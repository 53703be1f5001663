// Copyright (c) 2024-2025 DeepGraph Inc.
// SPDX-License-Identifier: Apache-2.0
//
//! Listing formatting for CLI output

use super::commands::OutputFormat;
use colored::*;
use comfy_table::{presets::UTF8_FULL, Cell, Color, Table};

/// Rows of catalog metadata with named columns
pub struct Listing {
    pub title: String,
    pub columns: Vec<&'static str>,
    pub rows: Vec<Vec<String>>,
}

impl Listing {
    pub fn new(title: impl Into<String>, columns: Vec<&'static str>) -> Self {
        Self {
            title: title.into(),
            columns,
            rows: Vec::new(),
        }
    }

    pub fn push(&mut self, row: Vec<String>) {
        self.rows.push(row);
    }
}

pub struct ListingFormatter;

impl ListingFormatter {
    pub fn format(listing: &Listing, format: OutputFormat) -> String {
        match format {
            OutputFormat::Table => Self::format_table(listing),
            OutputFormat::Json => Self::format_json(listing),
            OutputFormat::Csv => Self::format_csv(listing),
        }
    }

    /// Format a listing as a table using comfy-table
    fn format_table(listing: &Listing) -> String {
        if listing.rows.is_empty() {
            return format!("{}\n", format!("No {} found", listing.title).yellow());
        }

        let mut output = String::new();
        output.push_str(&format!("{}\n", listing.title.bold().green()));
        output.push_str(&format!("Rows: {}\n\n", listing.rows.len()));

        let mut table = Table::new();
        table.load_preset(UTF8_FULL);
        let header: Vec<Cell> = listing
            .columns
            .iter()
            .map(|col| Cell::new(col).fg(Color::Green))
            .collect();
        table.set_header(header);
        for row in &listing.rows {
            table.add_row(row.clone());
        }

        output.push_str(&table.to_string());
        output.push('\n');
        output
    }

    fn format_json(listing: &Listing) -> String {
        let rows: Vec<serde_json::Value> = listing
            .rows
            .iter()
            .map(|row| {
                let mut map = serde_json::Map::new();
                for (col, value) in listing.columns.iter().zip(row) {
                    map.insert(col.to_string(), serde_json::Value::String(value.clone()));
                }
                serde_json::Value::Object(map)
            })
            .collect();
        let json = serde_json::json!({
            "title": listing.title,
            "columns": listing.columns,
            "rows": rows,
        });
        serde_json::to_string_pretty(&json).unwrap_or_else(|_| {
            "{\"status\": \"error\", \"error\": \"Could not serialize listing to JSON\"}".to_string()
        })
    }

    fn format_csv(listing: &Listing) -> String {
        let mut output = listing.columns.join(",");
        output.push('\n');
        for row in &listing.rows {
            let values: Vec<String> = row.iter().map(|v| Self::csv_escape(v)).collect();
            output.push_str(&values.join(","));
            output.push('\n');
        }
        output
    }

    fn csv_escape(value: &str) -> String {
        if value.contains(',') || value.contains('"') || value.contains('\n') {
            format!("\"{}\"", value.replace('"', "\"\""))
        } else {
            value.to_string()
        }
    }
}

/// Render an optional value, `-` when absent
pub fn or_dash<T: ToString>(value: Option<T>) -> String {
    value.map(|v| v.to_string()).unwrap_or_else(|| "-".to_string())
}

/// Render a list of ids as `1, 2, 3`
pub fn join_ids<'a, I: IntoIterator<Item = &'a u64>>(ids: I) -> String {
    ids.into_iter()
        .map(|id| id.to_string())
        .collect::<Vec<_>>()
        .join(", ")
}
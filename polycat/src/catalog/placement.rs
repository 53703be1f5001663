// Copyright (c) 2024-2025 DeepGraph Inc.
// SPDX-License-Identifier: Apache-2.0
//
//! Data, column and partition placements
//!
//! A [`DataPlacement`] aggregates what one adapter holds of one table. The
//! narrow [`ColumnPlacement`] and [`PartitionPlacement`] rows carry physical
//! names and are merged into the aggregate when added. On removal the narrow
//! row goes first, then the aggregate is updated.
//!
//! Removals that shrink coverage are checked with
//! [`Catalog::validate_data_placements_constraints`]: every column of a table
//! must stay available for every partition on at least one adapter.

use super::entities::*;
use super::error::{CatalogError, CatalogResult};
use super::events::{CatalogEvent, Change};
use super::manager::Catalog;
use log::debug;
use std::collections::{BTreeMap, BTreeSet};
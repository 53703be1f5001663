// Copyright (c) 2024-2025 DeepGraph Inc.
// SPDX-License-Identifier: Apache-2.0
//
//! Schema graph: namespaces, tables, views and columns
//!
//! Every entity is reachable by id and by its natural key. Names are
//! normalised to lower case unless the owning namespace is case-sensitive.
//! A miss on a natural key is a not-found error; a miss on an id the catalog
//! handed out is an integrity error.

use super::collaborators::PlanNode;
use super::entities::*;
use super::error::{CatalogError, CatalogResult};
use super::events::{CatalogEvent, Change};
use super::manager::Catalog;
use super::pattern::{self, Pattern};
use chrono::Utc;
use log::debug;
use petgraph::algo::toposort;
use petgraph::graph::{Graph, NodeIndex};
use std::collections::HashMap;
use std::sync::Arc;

********************

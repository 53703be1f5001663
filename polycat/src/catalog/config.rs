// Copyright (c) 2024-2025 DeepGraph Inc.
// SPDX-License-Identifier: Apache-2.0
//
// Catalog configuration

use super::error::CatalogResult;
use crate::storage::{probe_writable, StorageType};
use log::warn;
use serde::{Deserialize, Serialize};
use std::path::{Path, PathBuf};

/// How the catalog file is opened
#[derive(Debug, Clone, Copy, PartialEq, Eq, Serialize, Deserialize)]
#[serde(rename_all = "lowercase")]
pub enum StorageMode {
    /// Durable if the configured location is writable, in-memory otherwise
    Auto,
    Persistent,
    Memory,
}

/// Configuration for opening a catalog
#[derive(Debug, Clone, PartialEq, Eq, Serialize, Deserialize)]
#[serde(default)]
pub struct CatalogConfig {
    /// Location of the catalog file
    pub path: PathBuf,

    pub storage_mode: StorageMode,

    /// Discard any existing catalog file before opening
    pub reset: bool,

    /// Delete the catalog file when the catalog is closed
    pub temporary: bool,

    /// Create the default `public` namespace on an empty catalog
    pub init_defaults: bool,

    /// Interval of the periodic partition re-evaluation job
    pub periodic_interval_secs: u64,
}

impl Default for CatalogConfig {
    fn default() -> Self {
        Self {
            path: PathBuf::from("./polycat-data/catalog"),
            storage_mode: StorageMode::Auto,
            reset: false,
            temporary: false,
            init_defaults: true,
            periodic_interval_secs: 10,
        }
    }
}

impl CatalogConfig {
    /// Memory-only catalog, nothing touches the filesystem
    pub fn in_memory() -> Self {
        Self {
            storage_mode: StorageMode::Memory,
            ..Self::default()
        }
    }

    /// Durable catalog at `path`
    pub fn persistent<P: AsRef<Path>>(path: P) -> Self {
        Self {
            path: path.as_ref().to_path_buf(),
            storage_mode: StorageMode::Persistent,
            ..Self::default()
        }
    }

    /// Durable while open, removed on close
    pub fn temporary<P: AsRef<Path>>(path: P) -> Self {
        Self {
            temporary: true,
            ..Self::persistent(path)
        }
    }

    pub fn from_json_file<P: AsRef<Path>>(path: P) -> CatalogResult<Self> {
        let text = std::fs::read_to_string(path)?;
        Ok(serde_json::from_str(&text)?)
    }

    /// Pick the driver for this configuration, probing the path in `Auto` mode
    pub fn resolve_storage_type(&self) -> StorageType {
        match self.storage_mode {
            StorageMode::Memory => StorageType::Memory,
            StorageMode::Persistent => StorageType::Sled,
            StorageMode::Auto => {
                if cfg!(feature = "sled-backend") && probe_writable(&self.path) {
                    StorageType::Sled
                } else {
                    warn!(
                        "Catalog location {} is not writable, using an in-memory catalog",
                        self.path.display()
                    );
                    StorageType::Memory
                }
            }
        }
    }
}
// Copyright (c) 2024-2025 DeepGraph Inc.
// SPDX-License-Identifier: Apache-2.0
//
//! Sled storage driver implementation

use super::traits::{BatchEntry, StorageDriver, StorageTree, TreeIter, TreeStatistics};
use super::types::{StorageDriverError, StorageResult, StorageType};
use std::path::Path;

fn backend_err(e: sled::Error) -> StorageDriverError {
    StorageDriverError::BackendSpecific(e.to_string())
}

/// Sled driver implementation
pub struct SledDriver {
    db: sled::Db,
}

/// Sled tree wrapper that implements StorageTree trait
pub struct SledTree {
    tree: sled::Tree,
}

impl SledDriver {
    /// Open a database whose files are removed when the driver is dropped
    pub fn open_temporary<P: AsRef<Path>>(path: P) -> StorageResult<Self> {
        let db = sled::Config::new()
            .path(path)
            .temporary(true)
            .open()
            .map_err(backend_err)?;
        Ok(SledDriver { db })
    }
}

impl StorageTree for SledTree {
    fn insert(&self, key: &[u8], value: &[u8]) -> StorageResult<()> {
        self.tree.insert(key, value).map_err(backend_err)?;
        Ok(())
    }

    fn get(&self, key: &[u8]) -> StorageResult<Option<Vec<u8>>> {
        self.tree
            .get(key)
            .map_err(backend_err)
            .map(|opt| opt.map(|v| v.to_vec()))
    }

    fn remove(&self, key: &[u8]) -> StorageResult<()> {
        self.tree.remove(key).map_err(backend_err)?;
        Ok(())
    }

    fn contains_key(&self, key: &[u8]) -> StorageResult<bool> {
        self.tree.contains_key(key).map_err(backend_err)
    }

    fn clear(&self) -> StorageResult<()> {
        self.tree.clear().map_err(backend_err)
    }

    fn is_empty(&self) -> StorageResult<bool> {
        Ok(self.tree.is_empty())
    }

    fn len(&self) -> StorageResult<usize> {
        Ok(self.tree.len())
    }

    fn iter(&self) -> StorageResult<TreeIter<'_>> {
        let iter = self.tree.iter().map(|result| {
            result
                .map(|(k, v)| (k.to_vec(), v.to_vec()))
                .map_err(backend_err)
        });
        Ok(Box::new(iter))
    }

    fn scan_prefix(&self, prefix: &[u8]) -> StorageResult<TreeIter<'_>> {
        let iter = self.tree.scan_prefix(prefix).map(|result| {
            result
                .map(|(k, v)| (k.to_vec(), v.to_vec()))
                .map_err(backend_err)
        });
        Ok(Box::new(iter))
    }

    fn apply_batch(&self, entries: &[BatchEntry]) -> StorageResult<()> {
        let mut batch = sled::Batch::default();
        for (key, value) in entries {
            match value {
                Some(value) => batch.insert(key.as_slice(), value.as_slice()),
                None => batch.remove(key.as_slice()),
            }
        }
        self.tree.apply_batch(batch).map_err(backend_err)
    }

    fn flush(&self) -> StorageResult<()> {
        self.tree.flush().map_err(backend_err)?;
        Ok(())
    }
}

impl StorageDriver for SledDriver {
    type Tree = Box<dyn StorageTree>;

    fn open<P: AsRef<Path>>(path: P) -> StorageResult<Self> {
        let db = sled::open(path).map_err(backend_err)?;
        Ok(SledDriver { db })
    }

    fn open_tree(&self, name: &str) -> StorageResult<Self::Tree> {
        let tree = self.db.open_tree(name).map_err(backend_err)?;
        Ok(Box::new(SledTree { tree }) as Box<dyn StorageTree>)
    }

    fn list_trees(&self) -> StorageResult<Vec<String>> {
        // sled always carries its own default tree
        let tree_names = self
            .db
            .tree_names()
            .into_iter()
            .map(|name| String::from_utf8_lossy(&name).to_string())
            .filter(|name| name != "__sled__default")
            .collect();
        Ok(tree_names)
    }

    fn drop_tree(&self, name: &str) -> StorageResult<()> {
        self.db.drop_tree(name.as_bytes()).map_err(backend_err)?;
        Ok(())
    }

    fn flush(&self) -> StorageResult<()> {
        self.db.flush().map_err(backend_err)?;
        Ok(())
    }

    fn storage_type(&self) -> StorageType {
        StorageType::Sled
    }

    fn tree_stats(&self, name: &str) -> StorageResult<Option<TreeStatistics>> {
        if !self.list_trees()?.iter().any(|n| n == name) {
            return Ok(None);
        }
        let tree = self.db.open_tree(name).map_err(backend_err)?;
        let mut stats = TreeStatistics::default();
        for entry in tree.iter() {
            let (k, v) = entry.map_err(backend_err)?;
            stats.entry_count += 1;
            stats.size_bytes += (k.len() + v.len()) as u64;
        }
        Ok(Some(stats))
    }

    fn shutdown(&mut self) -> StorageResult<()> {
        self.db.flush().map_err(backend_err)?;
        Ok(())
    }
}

********************

Could you say how many lines of the entries contain the string "return"? Only the number should be given.

▸ **ANSWER TO THIS PROBLEM**:
2